Certains praticiens, craignant la contagion émotionnelle développent une attitude impassible, prônant la rationalité, l'efficacité, l'objectivité. Ce pourrait-il qu'il y ait conflit entre efficacité et empathie ? Les adeptes des soins rationnels prétendent que l'émotion empêche la lucidité lors de la prise de décisions thérapeutiques. Mais alors que faire de l'histoire du patient ? L'empowerment patient ne nécessite-t-il pas un ancrage contextuel du patient dans sa vie ? En l'absence d'empathie, le soignant connaît moins son patient, ce qui accentue la difficulté de prendre des décisions avec et pour le patient.

L'empathie est-elle limitée ?

On le conçoit aisément, le processus empathique exige un espace-temps important. Comment l'appliquer lorsque les consultations s'enchaînent à un rythme d'un patient toutes les dix ou quinze minutes ? Quelle est la place de l'empathie pour le soignant qui visite trente patients sur sa tournée ? Non, l'empathie ne se mesure pas, non l'empathie ne se facture pas. Quel message paradoxal pour ces praticiens : dépêchez-vous d'être empathiques !

Si le soignant est fatigué, peu considéré, malmené, en situation d'insécurité, on peut imaginer que l'humain qu'il est puisse se sentir lui-même vulnérable. Afin de se protéger, certains ont tendance à traiter les patients dans une sorte d'indifférence, de détachement, frôlant parfois le cynisme, se concentrant uniquement sur le versant physiologique de la pathologie.

Une autre question importante demeure : la source d'empathie est-elle inépuisable ? Lorsque le monde apparaît comme un immense lieu de souffrance, que les sans-domicile sont légion, que la précarité n'est plus le fait de personnes isolées ? Quand la population est constamment confrontée à ces difficultés, les soignants, faisant partie de cette population, abordent-ils leurs patients de la même manière ? L'empathie 2.0 est-elle aussi efficace qu'au siècle passé ?

Chercher la réponse à ces questions revient à chercher la réponse aux causes actuelles du mal-être des soignants qui réclament des moyens humains. Le praticien désire s'engager auprès de son patient, un engagement sous-entend des garanties, l'attitude empathique garantit véritablement la rencontre entre le soignant et le patient. Aider le patient est une chose, l'aider à se faire aider nécessite une synchronisation des émotions entre les parties.
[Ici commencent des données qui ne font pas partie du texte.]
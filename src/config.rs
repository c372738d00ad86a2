//! Configuration loading using the prefer crate.
//!
//! The file only carries app-level settings. Backend endpoints, models and
//! API keys are read from the environment (see `llm::config`).

use std::path::{Path, PathBuf};

use serde::{Deserialize, Serialize};
use thiserror::Error;
use tracing::{debug, warn};

use crate::llm::{LlmAppConfig, LlmConfig, LlmDeviceConfig};

/// Errors loading an explicit config file.
#[derive(Debug, Error)]
pub enum ConfigError {
    #[error("Failed to read config file {path}: {source}")]
    Read {
        path: PathBuf,
        source: std::io::Error,
    },

    #[error("Failed to parse {format} config {path}: {message}")]
    Parse {
        path: PathBuf,
        format: &'static str,
        message: String,
    },
}

/// Application configuration file.
#[derive(Debug, Clone, Default, PartialEq, Serialize, Deserialize)]
pub struct Config {
    /// Inference settings.
    #[serde(default)]
    pub llm: LlmAppConfig,
    /// Path to the config file this was loaded from (not serialized).
    #[serde(skip)]
    pub source_path: Option<PathBuf>,
}

impl Config {
    /// Discover a `paperlens` config file in the standard locations.
    ///
    /// Falls back to defaults when none is found or it cannot be parsed.
    pub async fn load() -> Self {
        match prefer::load("paperlens").await {
            Ok(pref_config) => match pref_config.source_path() {
                Some(path) => match Self::load_from_path(path).await {
                    Ok(config) => config,
                    Err(e) => {
                        warn!("Ignoring config file: {}", e);
                        Self::default()
                    }
                },
                None => Self::default(),
            },
            Err(e) => {
                debug!("No config file found, using defaults: {}", e);
                Self::default()
            }
        }
    }

    /// Load from `path` if given, otherwise discover.
    pub async fn load_with_override(path: Option<&Path>) -> Result<Self, ConfigError> {
        match path {
            Some(path) => Self::load_from_path(path).await,
            None => Ok(Self::load().await),
        }
    }

    /// Load configuration from a specific file path.
    /// The format is chosen by extension (TOML, YAML, otherwise JSON).
    pub async fn load_from_path(path: &Path) -> Result<Self, ConfigError> {
        let contents = tokio::fs::read_to_string(path)
            .await
            .map_err(|source| ConfigError::Read {
                path: path.to_path_buf(),
                source,
            })?;

        let mut config = Self::parse(path, &contents)?;
        config.source_path = Some(path.to_path_buf());
        debug!("Loaded config from {}", path.display());
        Ok(config)
    }

    fn parse(path: &Path, contents: &str) -> Result<Self, ConfigError> {
        let ext = path.extension().and_then(|e| e.to_str()).unwrap_or("json");
        let parse_error = |format: &'static str, message: String| ConfigError::Parse {
            path: path.to_path_buf(),
            format,
            message,
        };

        match ext {
            "toml" => toml::from_str(contents).map_err(|e| parse_error("TOML", e.to_string())),
            "yaml" | "yml" => {
                serde_yaml::from_str(contents).map_err(|e| parse_error("YAML", e.to_string()))
            }
            _ => serde_json::from_str(contents).map_err(|e| parse_error("JSON", e.to_string())),
        }
    }

    /// Runtime inference config: file settings plus environment.
    pub fn llm_config(&self) -> LlmConfig {
        LlmConfig::new(self.llm.clone(), LlmDeviceConfig::from_env())
    }
}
En réalité, l'empathie gagnerait à être considérée comme une compétence parmi d'autres chez la personne ayant choisi un métier de relations de soins. Raison pour laquelle l'empathie chez ces personnes ne dépendrait pas d'une source, mais d'un état évolutif selon le degré d'apprentissage et d'acquisition de cette compétence. Car il ne s'agit pas de souffrir en permanence avec ses patients, mais d'accepter la souffrance des patients de façon permanente.

Améliorer sa capacité d'empathie

Gérer des soins avec empathie, c'est gérer les émotions du patient et gérer ses émotions de soignant, entrer en résonnance, accepter d'être touché par le vécu du patient. L'empathie du praticien contribue à diminuer le sentiment d'isolement du patient face à sa maladie.

Percevoir le malaise chez le patient et l'encourager à le verbaliser semble être la première étape de la mise en confiance : le patient se sentira légitime dans sa maladie. De la même manière que le praticien a appris les gestes de soins (prendre les paramètres, poser un cathéter...), il peut apprendre à adopter une attitude en phase, ainsi qu'à prononcer des paroles appropriées à la situation du patient. C'est de cette manière que le soignant déploie son soutien au patient, qui consulte explicitement pour des problèmes somatiques en premier lieu, requérant des gestes techniques...ne sachant pas lui-même que le corps ne peut être détaché de l'esprit.

Conclusion

L'intelligence artificielle permet dès aujourd'hui d'envisager différemment la prise en charge thérapeutique. Les algorithmes nous sont présentés comme des aides à la décision. Laurent Alexandre prédit la disparition pure et simple de certaines disciplines médicales. Ce changement de paradigme est une opportunité pour l'empathie ! Tout cet espace-temps récupéré pourra être consacré aux relations interpersonnelles, car dans un monde où la technicité médicale augmente, l'empathie sera d'autant plus essentielle à la mise en œuvre du comportement thérapeutique.